His stress eventually manifests itself in an eating disorder, affects sleep habits, and suicidal thoughts. He takes a stand and goes to a psychiatrist who prescribes him Zoloft. He is elated for a brief period, and believes he is cured (what he calls "The Fake Shift")—so he decides to throw away the medicine. Consequently, his depression builds until, unable to fend off his suicidal ideation, he calls 1-800-SUICIDE and is admitted to a nearby psychiatric hospital. He is initially taken aback and feels he doesn't belong in a loony bin. With the adolescent floor of the hospital being under renovations, Craig is sent to stay on the adult floor. He meets many other patients, some friendly, others reclusive or delusional, and is supported and encouraged by his family and school principal once they learn of his hospitalization.

He is apprehensive about going back to school and talks to his psychiatrist, Dr. Minerva, about this. Craig meets a female patient, Noelle, who coped with a history of abuse by cutting her face with scissors. In isolation from the outside world, and with help from Noelle, Craig confronts the sources of his anxiety and regains his health.

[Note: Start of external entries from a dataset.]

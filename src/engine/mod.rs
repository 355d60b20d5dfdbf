//! Engine module: CLI surface, per-file scan, path filters

pub mod arg_parser;
pub mod handlers;
pub mod scan;
pub mod tools;

// Re-export commonly used functions
pub use arg_parser::Cli;
pub use handlers::handle_run;
pub use scan::{scan_file, scan_reader};
pub use tools::{glob_match, is_excluded, is_os_hidden_file, should_include_in_walk};
#[cfg(unix)]
#[test]
fn test_symlinked_directory_is_searched_by_default() {
    let (root, _outside) = tree_with_linked_dir();
    let (sink, hits) = collecting_sink();
    let strict = Opts {
        strict: true,
        ..opts(2, 2)
    };
    assert!(strict.follow_links);
    let summary = search_files(root.path(), "needle", &strict, sink, CancelToken::new()).unwrap();

    assert_eq!(summary.files_scanned, 1);
    assert_eq!(summary.matches, 1);
    assert_eq!(summary.scan_errors, 0);
    assert!(summary.skipped_paths.is_empty());
    let hits = hits.lock().unwrap();
    assert_eq!(hits[0].path, root.path().join("linked").join("inner.txt"));
    assert_eq!(hits[0].line_number, 2);
}

#[cfg(unix)]
#[test]
fn test_symlinked_directory_skipped_when_links_not_followed() {
    let (root, outside) = tree_with_linked_dir();
    std::os::unix::fs::symlink(
        outside.path().join("inner.txt"),
        root.path().join("linked_file.txt"),
    )
    .unwrap();
    let (sink, hits) = collecting_sink();
    let o = Opts {
        follow_links: false,
        strict: true,
        ..opts(2, 2)
    };
    let summary = search_files(root.path(), "needle", &o, sink, CancelToken::new()).unwrap();

    // The directory link is not opened as a file; the file link is still scanned.
    assert_eq!(summary.files_scanned, 1);
    assert_eq!(summary.scan_errors, 0);
    assert!(summary.skipped_paths.is_empty());
    assert_eq!(hits.lock().unwrap()[0].path, root.path().join("linked_file.txt"));
}

#[cfg(unix)]
#[test]
fn test_fifo_is_not_enqueued() {
    let dir = tempfile::tempdir().unwrap();
    fs::write(dir.path().join("a.txt"), "needle\n").unwrap();
    let fifo = dir.path().join("pipe");
    let made = std::process::Command::new("mkfifo").arg(&fifo).status();
    if !matches!(made, Ok(status) if status.success()) {
        return;
    }
    let (sink, hits) = collecting_sink();
    let summary =
        search_files(dir.path(), "needle", &opts(2, 2), sink, CancelToken::new()).unwrap();

    assert_eq!(summary.files_enqueued, 1);
    assert_eq!(summary.files_scanned, 1);
    assert_eq!(hits.lock().unwrap().len(), 1);
}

During his recovery, Craig experiments with art, specifically stylized human figure maps, and discovers he has a great deal of natural talent and ability. He realizes his art makes him feel good and wishes to pursue it. Once Craig has recovered, his counselor suggests he transfer to an art school, a thought that excites him. However, he is scared of telling his father the same, who considers people at art school "messed up". He returns home at the novel's end, with a new energy to live life. He begins to appreciate the little things that make him happy.

== Major themes ==
Critics recognized many themes in It's Kind of a Funny Story, such as being yourself, and finding out who you are. Kirkus Reviews stated that the novel addresses "the influence of peer pressure", and how depression recovery can be attributed to being oneself and "acceptance for who he is".

== Reception ==
The book is widely celebrated, with it being selected in 2007 by the American Library Association for its list of the Best Books for Young Adults. It was also met with critical applause from multiple publications including the New York Times, who described it as—"Insightful and utterly authentic...this is an important book."
However, some critics suggested that It's Kind of a Funny Story is a funny but sometimes dull story. Kirkus Reviews stated, "while these thoughts are truthful, it does not make them interesting". They also added, "what results in a slow start to an easy, occasionally long-winded novel". Despite the occasional dullness, they also praised the book to be "humorously poignant". Another critic, Jennifer Brabander from The Horn Book Magazine, also praised Vizzini, stating "despite the serious topic, Vizzini again manages to be quite funny".

== Background ==
In It's Kind of a Funny Story, most critics agreed that the book is believable and seems real. It is mostly based on the author, Ned Vizzini's, own experience in an adult psychiatric hospital. Jennifer Brabander, an author in The Horn Book Magazine, stated, " A bulk of this novel (which is based in part on Vizzini's own experience) remains believable." Ned Vizzini also agreed with this statement when James Dick Blasingame interviewed him. Vizzini stated, "It's Kind of a Funny Story was based on my real life and is 85% true." Vizzini stated in his interview, "I put Craig in adult psychiatric because I actually went into adult psychiatric in November 2004." Brabander also agreed when she wrote, "Vizzini spent 5 days himself in a psychiatric hospital, which inspired him to write this book."

== Film adaptation ==

In 2010, Focus Features released a film adaptation directed by Anna Boden and Ryan Fleck. The film starred Keir Gilchrist as Craig, along with Zach Galifianakis, Emma Roberts, Zoë Kravitz, Viola Davis, and Lauren Graham.

== Musical adaptation ==
As of 2017, NBC Theatrical is developing a stage musical version of It's Kind of a Funny Story with music composed by Drew Gasparini, book by Alex Brightman and orchestrations by Justin Goldner. This will mark the second musical adaptation of one of Vizzini’s novels, the first being Be More Chill. On November 14, 2025, 3 songs were released on Spotify and digital services.